On Friday, he said there were signs the city’s methods were bringing COVID under control and if the proportion of new cases outside locked-down districts continued to drop, an “inflection point” in the outbreak would come soon.

Residents have grumbled about seemingly endless cycles of testing and the piecemeal approach to ending transmission chains, with some saying the cost of zero-COVID had become too high.

On Friday, a hospital said a nurse had died after COVID restrictions meant she could not get emergency treatment for asthma. The case was featured in social media criticism of Shanghai’s policies.

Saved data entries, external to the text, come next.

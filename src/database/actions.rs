mod follows;
mod ingredients;
mod lists;
mod recipes;
mod shopping_list;
mod tags;
mod users;

pub use follows::*;
pub use ingredients::*;
pub use lists::*;
pub use recipes::*;
pub use shopping_list::*;
pub use tags::*;
pub use users::*;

While some residents said China must start “coexisting with COVID”, others said a thorough, city-wide lockdown should be imposed instead of the ongoing “payment in instalments” method.

Signals from the central government in Beijing are mixed.

China’s zero-tolerance policy has kept its borders all-but-shut for two years, even as most countries adapt to living with COVID-19.

Last week, President Xi Jinping said that while preventing outbreaks was a priority, it was necessary to “work hard to pay the lowest price to achieve the biggest prevention and control results.”

But there are concerns the stealthier and more infectious Omicron has already broken through.

Shanghai’s locally transmitted asymptomatic infections surged to a record 1,582 on March 24, up from 979 a day earlier, but just 29 new symptomatic cases were recorded, up from 4.

“Shanghai feels it cannot do a city-wide lockdown because it is not only tantamount to admitting the failure of the Shanghai model, but also feels like it is disobeying Xi Jinping’s directive,” said Yanzhong Huang, global health specialist at the Council On Foreign Relations, a U.S. think tank.

Shanghai is caught between the need to stay as close to “zero-COVID” as possible while keeping the country’s most important financial hub ticking over.

“You can have all this policy innovation, but it is all subject to the constraints of zero-COVID,” Huang said.